DATA FOR REVIEW =>
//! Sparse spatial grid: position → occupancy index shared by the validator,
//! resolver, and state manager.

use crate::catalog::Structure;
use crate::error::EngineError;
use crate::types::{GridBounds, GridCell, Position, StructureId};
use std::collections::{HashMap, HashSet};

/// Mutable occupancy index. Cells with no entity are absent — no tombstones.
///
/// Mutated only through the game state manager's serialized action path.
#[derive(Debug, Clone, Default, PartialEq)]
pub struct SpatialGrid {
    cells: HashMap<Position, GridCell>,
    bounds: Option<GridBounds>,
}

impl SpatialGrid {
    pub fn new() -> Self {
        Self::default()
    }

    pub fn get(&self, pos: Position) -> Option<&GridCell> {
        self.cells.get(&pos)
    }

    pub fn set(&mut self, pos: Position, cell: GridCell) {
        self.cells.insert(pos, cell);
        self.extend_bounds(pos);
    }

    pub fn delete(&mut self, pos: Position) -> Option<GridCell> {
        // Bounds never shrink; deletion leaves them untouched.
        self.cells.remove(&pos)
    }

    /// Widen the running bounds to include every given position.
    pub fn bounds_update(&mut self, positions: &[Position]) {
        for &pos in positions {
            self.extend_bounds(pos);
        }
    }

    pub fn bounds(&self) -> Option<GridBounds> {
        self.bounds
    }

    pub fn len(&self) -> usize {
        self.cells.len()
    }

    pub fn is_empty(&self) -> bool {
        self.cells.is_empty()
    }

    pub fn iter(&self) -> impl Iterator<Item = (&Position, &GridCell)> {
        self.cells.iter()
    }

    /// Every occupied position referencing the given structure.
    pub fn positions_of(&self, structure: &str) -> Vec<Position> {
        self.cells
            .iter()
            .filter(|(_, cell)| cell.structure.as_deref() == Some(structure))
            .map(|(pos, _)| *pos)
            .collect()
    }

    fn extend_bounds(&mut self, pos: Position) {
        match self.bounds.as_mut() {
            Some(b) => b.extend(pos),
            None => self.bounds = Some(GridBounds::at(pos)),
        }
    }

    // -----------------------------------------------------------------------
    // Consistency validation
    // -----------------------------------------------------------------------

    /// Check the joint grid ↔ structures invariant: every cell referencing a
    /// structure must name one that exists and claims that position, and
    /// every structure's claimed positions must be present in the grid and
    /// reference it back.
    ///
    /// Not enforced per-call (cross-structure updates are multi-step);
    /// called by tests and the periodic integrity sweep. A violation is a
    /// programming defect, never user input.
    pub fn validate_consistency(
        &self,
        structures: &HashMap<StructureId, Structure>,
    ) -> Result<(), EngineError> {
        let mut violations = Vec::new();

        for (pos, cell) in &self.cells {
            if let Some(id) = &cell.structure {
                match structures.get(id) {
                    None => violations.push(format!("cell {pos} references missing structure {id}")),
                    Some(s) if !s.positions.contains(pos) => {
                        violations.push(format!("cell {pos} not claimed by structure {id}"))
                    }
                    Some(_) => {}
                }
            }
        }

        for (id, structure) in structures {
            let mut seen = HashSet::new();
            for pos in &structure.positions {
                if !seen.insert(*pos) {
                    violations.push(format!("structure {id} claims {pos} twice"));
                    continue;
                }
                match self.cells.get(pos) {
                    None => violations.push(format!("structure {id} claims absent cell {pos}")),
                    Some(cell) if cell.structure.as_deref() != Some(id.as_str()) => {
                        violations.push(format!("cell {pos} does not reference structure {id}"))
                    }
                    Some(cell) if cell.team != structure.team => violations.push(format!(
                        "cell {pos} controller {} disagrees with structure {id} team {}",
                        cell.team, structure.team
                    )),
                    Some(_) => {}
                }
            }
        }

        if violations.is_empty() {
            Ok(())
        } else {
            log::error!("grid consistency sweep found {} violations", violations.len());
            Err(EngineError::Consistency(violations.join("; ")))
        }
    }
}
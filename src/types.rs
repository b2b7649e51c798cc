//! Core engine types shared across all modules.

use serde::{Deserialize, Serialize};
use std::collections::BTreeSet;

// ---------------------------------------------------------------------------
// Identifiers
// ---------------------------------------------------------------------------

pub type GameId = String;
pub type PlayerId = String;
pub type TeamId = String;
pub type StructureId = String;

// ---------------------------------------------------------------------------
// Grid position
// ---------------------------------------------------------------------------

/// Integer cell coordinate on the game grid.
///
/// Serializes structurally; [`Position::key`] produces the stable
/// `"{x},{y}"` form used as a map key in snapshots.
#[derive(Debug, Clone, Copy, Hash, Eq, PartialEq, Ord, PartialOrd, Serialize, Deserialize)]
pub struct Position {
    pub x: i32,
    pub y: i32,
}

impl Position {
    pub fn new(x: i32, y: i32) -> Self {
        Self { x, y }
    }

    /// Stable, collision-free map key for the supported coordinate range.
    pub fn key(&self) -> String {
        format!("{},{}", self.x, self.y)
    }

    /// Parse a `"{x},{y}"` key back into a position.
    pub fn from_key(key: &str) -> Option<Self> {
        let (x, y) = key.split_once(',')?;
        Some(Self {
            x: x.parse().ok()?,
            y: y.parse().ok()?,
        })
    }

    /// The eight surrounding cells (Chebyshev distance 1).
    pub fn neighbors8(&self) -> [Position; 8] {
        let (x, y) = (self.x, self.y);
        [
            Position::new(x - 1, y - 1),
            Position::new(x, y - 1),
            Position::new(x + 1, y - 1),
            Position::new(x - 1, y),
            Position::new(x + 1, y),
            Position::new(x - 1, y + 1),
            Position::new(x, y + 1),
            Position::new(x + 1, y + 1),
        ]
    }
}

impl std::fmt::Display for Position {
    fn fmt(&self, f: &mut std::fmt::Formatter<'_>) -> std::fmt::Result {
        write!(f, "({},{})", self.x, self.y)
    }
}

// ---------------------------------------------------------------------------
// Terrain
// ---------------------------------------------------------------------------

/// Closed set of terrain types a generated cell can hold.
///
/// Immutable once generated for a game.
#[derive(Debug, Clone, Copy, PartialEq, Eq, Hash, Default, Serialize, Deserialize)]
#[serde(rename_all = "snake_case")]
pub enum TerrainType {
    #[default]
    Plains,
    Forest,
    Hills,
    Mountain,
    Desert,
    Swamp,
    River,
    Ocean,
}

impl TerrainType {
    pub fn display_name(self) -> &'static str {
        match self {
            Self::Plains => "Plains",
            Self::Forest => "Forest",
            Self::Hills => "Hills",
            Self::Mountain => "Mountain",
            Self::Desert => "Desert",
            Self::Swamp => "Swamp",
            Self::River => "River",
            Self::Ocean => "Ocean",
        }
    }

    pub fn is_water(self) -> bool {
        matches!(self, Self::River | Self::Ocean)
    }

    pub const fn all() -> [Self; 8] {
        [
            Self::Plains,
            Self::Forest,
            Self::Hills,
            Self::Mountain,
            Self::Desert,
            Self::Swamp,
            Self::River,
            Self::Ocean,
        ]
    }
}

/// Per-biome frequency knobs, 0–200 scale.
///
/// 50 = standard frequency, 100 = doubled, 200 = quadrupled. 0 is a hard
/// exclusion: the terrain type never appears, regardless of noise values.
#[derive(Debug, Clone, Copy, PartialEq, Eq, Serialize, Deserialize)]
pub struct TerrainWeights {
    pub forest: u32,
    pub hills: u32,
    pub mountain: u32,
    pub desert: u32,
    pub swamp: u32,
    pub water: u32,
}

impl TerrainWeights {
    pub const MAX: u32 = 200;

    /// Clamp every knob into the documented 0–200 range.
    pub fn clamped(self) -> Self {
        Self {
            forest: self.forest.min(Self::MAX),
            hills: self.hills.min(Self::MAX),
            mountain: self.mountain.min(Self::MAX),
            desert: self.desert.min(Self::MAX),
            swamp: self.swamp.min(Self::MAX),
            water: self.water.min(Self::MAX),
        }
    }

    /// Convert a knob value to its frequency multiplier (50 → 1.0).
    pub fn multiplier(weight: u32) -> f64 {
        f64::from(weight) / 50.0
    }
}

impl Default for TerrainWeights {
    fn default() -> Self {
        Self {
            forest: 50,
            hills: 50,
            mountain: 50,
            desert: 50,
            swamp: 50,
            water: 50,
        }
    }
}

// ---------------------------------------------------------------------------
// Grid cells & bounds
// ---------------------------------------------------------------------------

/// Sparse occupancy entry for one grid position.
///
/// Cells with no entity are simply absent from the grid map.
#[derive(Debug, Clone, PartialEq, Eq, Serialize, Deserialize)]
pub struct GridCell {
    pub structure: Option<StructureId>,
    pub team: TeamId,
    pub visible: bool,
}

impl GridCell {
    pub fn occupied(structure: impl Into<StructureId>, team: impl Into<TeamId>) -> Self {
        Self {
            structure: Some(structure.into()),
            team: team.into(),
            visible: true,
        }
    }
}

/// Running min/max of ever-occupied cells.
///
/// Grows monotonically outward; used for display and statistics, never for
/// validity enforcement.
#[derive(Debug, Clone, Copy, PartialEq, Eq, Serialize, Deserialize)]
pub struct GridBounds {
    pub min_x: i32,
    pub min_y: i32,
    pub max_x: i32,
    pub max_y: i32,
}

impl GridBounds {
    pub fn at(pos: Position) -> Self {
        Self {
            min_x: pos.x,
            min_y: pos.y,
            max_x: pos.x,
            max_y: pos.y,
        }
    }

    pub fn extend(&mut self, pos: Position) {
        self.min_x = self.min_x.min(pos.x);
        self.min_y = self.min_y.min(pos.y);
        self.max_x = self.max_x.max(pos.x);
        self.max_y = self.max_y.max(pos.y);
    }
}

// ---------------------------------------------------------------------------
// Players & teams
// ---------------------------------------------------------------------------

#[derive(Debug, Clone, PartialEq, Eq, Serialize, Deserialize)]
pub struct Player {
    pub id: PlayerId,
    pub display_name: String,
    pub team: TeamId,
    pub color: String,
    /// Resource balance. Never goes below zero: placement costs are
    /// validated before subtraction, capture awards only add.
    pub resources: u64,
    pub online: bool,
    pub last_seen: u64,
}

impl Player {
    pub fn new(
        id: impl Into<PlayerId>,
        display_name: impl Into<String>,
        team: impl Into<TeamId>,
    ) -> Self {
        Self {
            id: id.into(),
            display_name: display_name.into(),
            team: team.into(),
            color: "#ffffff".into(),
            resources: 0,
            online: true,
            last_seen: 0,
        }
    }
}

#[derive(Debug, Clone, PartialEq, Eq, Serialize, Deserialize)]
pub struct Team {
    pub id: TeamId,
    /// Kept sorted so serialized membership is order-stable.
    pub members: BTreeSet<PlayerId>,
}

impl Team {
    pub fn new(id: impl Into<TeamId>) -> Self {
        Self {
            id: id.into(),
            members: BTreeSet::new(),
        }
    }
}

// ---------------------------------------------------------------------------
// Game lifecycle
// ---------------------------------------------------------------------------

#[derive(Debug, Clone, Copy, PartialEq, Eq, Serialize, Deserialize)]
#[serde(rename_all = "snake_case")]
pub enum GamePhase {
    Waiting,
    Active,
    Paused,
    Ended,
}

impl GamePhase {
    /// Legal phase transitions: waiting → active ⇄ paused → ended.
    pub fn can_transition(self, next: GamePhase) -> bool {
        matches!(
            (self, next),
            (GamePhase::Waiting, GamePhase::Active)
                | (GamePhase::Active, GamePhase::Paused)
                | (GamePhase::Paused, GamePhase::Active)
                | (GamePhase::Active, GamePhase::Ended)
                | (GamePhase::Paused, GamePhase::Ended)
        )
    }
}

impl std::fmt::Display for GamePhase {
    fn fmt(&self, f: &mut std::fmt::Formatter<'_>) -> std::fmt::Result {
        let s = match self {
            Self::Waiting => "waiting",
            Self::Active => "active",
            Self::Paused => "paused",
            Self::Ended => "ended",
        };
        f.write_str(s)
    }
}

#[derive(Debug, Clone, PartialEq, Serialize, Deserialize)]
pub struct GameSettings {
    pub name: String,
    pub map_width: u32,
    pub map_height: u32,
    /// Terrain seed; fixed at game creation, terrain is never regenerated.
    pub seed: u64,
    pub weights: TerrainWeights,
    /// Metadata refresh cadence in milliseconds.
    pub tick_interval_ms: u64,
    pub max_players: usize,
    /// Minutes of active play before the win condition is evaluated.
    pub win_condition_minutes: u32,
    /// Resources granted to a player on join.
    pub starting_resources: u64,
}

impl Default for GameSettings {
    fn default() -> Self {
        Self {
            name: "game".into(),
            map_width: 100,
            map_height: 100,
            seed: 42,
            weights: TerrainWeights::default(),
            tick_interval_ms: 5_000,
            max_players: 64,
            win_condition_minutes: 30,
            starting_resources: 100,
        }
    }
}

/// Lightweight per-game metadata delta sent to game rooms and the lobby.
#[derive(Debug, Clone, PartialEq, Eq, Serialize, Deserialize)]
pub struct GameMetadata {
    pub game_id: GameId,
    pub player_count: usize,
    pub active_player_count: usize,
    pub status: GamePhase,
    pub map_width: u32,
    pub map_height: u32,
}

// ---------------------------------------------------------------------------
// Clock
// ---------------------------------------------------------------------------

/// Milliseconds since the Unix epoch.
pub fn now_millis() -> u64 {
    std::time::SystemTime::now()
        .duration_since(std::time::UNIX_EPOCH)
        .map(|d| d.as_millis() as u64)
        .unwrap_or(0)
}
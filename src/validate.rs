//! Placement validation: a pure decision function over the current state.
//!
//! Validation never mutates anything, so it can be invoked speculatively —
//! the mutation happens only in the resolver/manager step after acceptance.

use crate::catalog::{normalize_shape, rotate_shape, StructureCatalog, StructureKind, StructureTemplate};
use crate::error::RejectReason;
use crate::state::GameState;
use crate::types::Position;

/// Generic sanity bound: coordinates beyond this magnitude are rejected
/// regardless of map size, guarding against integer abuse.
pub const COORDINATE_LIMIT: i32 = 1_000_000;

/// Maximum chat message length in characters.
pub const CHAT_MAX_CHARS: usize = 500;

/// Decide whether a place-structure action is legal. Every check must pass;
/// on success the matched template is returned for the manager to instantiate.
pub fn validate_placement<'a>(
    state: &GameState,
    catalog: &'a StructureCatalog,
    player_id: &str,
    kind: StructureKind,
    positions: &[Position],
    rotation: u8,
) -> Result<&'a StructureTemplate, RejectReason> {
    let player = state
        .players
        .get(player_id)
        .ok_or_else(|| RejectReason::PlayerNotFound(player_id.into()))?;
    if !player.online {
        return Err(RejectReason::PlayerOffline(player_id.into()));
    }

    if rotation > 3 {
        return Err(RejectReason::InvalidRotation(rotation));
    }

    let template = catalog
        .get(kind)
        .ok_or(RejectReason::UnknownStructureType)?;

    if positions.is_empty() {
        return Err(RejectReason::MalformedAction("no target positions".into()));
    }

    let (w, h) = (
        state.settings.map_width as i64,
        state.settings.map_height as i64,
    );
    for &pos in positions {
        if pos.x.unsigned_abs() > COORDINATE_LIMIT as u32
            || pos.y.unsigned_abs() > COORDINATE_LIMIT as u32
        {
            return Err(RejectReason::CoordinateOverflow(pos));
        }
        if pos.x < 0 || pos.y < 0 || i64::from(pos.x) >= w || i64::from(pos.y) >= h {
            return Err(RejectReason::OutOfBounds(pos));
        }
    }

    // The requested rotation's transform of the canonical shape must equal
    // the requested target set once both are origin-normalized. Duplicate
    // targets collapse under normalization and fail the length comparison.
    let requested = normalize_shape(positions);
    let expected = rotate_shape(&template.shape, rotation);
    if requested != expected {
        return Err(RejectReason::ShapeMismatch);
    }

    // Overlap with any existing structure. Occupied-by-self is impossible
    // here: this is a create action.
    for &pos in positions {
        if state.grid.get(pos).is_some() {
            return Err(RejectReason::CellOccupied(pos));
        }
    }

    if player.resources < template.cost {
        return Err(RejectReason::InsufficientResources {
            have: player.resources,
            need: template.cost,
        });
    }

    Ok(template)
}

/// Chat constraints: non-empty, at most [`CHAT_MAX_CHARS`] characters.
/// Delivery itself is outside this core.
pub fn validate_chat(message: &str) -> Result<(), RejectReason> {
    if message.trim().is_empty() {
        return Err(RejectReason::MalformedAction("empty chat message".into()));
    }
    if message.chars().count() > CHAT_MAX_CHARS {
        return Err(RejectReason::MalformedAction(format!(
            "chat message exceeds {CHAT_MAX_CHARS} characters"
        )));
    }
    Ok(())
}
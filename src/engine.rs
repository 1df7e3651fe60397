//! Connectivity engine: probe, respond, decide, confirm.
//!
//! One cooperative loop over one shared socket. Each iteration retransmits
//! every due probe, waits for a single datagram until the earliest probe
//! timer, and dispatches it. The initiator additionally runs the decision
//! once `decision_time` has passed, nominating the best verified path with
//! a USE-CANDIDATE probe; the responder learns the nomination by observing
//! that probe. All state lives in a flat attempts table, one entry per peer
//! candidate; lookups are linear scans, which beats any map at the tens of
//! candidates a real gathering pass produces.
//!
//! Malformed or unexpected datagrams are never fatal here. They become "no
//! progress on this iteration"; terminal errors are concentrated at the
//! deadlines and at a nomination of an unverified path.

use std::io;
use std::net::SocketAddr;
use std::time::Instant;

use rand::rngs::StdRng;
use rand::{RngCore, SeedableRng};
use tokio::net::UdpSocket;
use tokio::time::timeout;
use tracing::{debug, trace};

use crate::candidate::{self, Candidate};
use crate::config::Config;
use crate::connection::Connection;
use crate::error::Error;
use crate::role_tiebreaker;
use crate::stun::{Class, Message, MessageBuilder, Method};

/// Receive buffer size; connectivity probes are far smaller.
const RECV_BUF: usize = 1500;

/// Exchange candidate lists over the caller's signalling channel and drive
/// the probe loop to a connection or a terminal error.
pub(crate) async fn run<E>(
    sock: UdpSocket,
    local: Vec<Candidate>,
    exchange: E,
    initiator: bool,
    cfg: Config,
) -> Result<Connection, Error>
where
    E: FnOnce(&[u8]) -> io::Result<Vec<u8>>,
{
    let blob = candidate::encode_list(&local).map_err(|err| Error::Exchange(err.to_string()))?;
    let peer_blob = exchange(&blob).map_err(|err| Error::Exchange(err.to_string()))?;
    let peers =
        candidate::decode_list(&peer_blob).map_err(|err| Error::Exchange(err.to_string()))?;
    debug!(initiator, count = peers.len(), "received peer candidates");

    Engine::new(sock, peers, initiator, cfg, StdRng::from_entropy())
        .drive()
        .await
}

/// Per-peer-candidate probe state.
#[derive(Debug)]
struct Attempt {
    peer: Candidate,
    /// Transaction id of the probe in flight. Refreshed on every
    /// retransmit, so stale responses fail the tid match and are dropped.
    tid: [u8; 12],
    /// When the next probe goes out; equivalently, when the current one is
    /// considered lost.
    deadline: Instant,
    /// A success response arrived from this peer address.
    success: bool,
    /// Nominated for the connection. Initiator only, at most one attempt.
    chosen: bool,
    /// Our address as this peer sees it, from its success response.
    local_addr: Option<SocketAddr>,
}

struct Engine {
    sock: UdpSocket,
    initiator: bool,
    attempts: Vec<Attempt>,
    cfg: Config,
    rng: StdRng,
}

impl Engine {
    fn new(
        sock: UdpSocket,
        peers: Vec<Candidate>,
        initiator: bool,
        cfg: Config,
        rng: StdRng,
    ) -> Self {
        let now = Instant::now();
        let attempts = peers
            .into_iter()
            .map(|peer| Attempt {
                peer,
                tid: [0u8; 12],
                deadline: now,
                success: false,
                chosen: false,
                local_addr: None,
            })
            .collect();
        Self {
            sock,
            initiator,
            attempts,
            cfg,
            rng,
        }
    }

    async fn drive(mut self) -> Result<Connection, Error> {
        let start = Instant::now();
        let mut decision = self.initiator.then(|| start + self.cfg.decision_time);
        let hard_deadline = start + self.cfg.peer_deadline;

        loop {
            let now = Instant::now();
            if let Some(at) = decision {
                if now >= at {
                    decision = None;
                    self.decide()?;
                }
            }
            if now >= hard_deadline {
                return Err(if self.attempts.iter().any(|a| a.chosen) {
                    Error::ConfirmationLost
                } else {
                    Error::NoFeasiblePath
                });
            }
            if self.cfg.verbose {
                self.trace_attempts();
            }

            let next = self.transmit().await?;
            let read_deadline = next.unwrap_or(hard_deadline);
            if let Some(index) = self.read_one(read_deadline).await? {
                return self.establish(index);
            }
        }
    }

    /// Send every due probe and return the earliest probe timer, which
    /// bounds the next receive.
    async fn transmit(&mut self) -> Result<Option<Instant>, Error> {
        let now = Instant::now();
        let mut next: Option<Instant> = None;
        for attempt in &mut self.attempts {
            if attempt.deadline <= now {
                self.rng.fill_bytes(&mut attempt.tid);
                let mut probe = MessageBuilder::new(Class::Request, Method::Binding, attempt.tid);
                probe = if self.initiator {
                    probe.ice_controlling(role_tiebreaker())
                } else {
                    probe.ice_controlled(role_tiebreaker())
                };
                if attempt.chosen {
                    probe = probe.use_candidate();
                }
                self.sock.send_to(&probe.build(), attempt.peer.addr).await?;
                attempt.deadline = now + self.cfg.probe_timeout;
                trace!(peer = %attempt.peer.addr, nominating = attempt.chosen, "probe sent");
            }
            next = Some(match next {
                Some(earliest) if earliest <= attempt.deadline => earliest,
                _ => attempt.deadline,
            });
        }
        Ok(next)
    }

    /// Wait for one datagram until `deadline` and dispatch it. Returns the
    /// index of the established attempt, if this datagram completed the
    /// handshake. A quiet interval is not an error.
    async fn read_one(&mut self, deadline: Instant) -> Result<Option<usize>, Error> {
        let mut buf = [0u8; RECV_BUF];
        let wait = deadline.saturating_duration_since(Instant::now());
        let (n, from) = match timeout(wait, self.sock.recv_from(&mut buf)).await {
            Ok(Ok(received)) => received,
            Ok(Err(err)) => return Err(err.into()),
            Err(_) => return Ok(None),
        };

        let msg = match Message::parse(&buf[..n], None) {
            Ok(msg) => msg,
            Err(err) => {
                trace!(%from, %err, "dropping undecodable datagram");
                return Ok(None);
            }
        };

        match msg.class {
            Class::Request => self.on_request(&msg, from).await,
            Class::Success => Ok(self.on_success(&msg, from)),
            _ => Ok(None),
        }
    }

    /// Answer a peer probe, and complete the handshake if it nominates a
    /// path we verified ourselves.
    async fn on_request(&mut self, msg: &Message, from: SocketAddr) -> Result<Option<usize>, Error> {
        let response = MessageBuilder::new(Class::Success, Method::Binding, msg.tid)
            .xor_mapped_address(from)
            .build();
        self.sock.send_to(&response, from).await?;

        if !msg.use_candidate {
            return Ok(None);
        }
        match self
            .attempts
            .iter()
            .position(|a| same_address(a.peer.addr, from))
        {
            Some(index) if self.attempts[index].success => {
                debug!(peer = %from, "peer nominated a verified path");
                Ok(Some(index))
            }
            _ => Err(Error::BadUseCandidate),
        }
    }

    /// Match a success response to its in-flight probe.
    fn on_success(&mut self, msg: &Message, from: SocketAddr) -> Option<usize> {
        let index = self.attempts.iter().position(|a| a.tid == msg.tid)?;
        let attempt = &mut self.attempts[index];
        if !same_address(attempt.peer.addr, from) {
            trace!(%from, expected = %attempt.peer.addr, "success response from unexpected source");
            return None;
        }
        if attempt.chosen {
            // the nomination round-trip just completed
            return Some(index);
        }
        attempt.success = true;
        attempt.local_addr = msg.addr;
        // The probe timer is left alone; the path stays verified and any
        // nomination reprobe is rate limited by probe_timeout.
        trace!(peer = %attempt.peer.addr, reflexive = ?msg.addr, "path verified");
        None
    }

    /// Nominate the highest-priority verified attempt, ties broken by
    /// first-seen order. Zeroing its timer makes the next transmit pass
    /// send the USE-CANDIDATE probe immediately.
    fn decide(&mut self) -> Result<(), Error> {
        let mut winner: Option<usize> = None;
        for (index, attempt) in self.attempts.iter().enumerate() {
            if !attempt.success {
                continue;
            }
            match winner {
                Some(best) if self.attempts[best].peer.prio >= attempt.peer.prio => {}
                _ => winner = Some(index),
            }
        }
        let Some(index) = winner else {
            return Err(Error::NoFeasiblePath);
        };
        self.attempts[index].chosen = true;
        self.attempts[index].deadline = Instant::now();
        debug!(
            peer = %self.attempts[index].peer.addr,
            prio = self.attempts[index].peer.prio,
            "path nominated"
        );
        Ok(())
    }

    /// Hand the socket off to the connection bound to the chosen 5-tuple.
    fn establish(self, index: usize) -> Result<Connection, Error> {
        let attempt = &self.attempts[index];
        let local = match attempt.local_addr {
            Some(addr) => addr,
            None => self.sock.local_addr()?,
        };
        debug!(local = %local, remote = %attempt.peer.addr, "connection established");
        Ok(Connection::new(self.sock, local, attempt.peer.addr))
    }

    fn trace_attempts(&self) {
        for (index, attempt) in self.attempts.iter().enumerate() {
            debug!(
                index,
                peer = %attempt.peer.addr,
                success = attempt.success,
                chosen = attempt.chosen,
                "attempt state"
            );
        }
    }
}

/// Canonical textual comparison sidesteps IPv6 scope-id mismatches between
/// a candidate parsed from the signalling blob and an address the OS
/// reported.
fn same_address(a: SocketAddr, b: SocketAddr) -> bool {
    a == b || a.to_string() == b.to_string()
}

WHAT IS BEING ASKED => Above are the records. Copy the lines beginning at the one that has "entry per peer" and ending with the one that has "channel and drive", unchanged.

RESULT =>
//! that probe. All state lives in a flat attempts table, one entry per peer
//! candidate; lookups are linear scans, which beats any map at the tens of
//! candidates a real gathering pass produces.
//!
//! Malformed or unexpected datagrams are never fatal here. They become "no
//! progress on this iteration"; terminal errors are concentrated at the
//! deadlines and at a nomination of an unverified path.

use std::io;
use std::net::SocketAddr;
use std::time::Instant;

use rand::rngs::StdRng;
use rand::{RngCore, SeedableRng};
use tokio::net::UdpSocket;
use tokio::time::timeout;
use tracing::{debug, trace};

use crate::candidate::{self, Candidate};
use crate::config::Config;
use crate::connection::Connection;
use crate::error::Error;
use crate::role_tiebreaker;
use crate::stun::{Class, Message, MessageBuilder, Method};

/// Receive buffer size; connectivity probes are far smaller.
const RECV_BUF: usize = 1500;

/// Exchange candidate lists over the caller's signalling channel and drive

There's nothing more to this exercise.